Vincenzo Marragony

Posted on Apr 24, 2023 • Updated on Apr 30, 2023 • Originally published at Medium

Saving 30% on costs and improve infrastructure reliability with profiling

#profiling #node #troubleshooting #reliability

Scenario

As the technical co-founder of MyStoryViewer, a SaaS product that automated Instagram tasks for customers, I was responsible for full-stack web development and cloud engineering. However, as we began to scale and reached 600 concurrent workers, the product's performance suffered, and our customers began to complain.

If you want to read more about the underlying infrastructure, I've written this post about how I've managed to set-up workers.

Problem

The software responsible for processing customer data was a NodeJS (Typescript) application running concurrently on large servers.

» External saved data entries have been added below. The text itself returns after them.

//! 品牌滤镜：轻微提饱和与亮度、柔化对比、暖金色叠加、柔光，可选右下角 Logo 水印，输出 PNG
//!
//! 纯 CPU 计算，调用方应放在 spawn_blocking 中执行。

use std::io::Cursor;
use std::path::PathBuf;

use image::imageops::{self, FilterType};
use image::{DynamicImage, ImageFormat, Rgb, RgbImage, RgbaImage};
use thiserror::Error;

#[derive(Error, Debug)]
pub enum ImageError {
    #[error("image decode/encode failed: {0}")]
    Codec(#[from] image::ImageError),

    #[error("filter task failed: {0}")]
    Task(String),
}

/// 图片后处理接口
pub trait ImageEditor: Send + Sync {
    fn apply_brand_filter(&self, image: &[u8], add_logo: bool) -> Result<Vec<u8>, ImageError>;
}

const SATURATION: f32 = 1.05;
const BRIGHTNESS: f32 = 1.03;
const CONTRAST: f32 = 0.95;
const WARM_TINT: [f32; 3] = [255.0, 243.0, 224.0];
const WARM_ALPHA: f32 = 0.06;
const GLOW_SIGMA: f32 = 2.0;
const GLOW_ALPHA: f32 = 0.08;
const LOGO_OPACITY: f32 = 0.6;
const LOGO_PADDING: u32 = 20;

/// 品牌滤镜实现；logo_path 缺失或无法读取时跳过水印
#[derive(Debug, Clone, Default)]
pub struct BrandFilter {
    logo_path: Option<PathBuf>,
}

impl BrandFilter {
    pub fn new(logo_path: Option<PathBuf>) -> Self {
        Self { logo_path }
    }

    fn load_logo(&self) -> Option<RgbaImage> {
        let path = self.logo_path.as_ref()?;
        if !path.exists() {
            return None;
        }
        match image::open(path) {
            Ok(img) => Some(img.to_rgba8()),
            Err(e) => {
                tracing::warn!(
                    path = %path.display(),
                    error = %e,
                    "failed to load logo, skipping watermark"
                );
                None
            }
        }
    }
}

impl ImageEditor for BrandFilter {
    fn apply_brand_filter(&self, image: &[u8], add_logo: bool) -> Result<Vec<u8>, ImageError> {
        let mut img = image::load_from_memory(image)?.to_rgb8();
        tone(&mut img);

        let blurred = imageops::blur(&img, GLOW_SIGMA);
        for (p, b) in img.pixels_mut().zip(blurred.pixels()) {
            for c in 0..3 {
                p.0[c] = mix(p.0[c] as f32, b.0[c] as f32, GLOW_ALPHA);
            }
        }

        let logo = if add_logo { self.load_logo() } else { None };
        let output = match logo {
            Some(logo) => {
                let mut canvas = DynamicImage::ImageRgb8(img).to_rgba8();
                watermark(&mut canvas, &logo);
                DynamicImage::ImageRgba8(canvas).to_rgb8()
            }
            None => img,
        };

        let mut cursor = Cursor::new(Vec::new());
        DynamicImage::ImageRgb8(output).write_to(&mut cursor, ImageFormat::Png)?;
        Ok(cursor.into_inner())
    }
}

fn mix(a: f32, b: f32, alpha: f32) -> u8 {
    clamp(a * (1.0 - alpha) + b * alpha)
}

fn clamp(v: f32) -> u8 {
    v.round().clamp(0.0, 255.0) as u8
}

fn luma(p: &Rgb<u8>) -> f32 {
    0.299 * p.0[0] as f32 + 0.587 * p.0[1] as f32 + 0.114 * p.0[2] as f32
}

/// 饱和度、亮度、对比度（围绕平均亮度）与暖色叠加
fn tone(img: &mut RgbImage) {
    let count = (img.width() as f32 * img.height() as f32).max(1.0);
    let mean = img.pixels().map(luma).sum::<f32>() / count;

    for p in img.pixels_mut() {
        let l = luma(p);
        for c in 0..3 {
            let mut v = p.0[c] as f32;
            v = l + (v - l) * SATURATION;
            v *= BRIGHTNESS;
            v = mean + (v - mean) * CONTRAST;
            p.0[c] = mix(v.clamp(0.0, 255.0), WARM_TINT[c], WARM_ALPHA);
        }
    }
}

/// Logo 缩放到图宽的 1/10，按透明度叠加在右下角
fn watermark(canvas: &mut RgbaImage, logo: &RgbaImage) {
    let logo_w = (canvas.width() / 10).max(1);
    let scale = logo_w as f32 / logo.width().max(1) as f32;
    let logo_h = ((logo.height() as f32 * scale) as u32).max(1);
    let mut logo = imageops::resize(logo, logo_w, logo_h, FilterType::Lanczos3);
    for p in logo.pixels_mut() {
        p.0[3] = clamp(p.0[3] as f32 * LOGO_OPACITY);
    }
    let x = canvas.width().saturating_sub(logo_w + LOGO_PADDING);
    let y = canvas.height().saturating_sub(logo_h + LOGO_PADDING);
    imageops::overlay(canvas, &logo, x as i64, y as i64);
}

#[cfg(test)]
mod tests {
    use super::*;
    use image::Rgba;

    fn png(width: u32, height: u32, color: [u8; 3]) -> Vec<u8> {
        let img = RgbImage::from_pixel(width, height, Rgb(color));
        let mut cursor = Cursor::new(Vec::new());
        DynamicImage::ImageRgb8(img)
            .write_to(&mut cursor, ImageFormat::Png)
            .unwrap();
        cursor.into_inner()
    }

    #[test]
    fn test_filter_keeps_size_and_warms_tone() {
        let filter = BrandFilter::new(None);
        let out = filter
            .apply_brand_filter(&png(8, 6, [120, 120, 120]), true)
            .unwrap();
        let decoded = image::load_from_memory(&out).unwrap().to_rgb8();
        assert_eq!(decoded.dimensions(), (8, 6));
        let p = decoded.get_pixel(4, 3);
        assert!(p.0[0] > p.0[2], "red should end above blue: {:?}", p);
    }

    #[test]
    fn test_invalid_bytes_are_an_error() {
        let filter = BrandFilter::new(None);
        assert!(filter.apply_brand_filter(b"not an image", false).is_err());
    }

    #[test]
    fn test_logo_watermark_applied_when_requested() {
        let dir = tempfile::tempdir().unwrap();
        let logo_path = dir.path().join("logo.png");
        let logo = RgbaImage::from_pixel(10, 10, Rgba([0, 0, 255, 255]));
        DynamicImage::ImageRgba8(logo).save(&logo_path).unwrap();

        let filter = BrandFilter::new(Some(logo_path));
        let source = png(100, 100, [200, 200, 200]);

        let plain = filter.apply_brand_filter(&source, false).unwrap();
        let marked = filter.apply_brand_filter(&source, true).unwrap();
        let plain = image::load_from_memory(&plain).unwrap().to_rgb8();
        let marked = image::load_from_memory(&marked).unwrap().to_rgb8();

        // logo 10x10 位于 (70, 70)
        let a = plain.get_pixel(75, 75);
        let b = marked.get_pixel(75, 75);
        assert!(b.0[2] as i32 - b.0[0] as i32 > a.0[2] as i32 - a.0[0] as i32);
        assert_eq!(plain.get_pixel(5, 5), marked.get_pixel(5, 5));
    }
}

To troubleshoot the problem of degraded performance, I profiled the application at runtime to determine whether there were any issues causing the degradation.

Solution

I started using ClinicJS Doctor to profile my software, and as shown in the results, there were issues with memory usage and event loop delays.

The problem was clear: something was using too much memory.

Since I was also the developer, I knew that a function I had written was retrieving data from the Instagram API. The API provided information about a profile, and I was storing all of the retrieved data in an array. Since I was processing 500 profiles for each iteration, I had megabytes of unnecessary data stored in memory. The solution was to only save relevant data from the API in memory.

Results

With a single fix, I managed to cut costs and stop receiving complaints from customers.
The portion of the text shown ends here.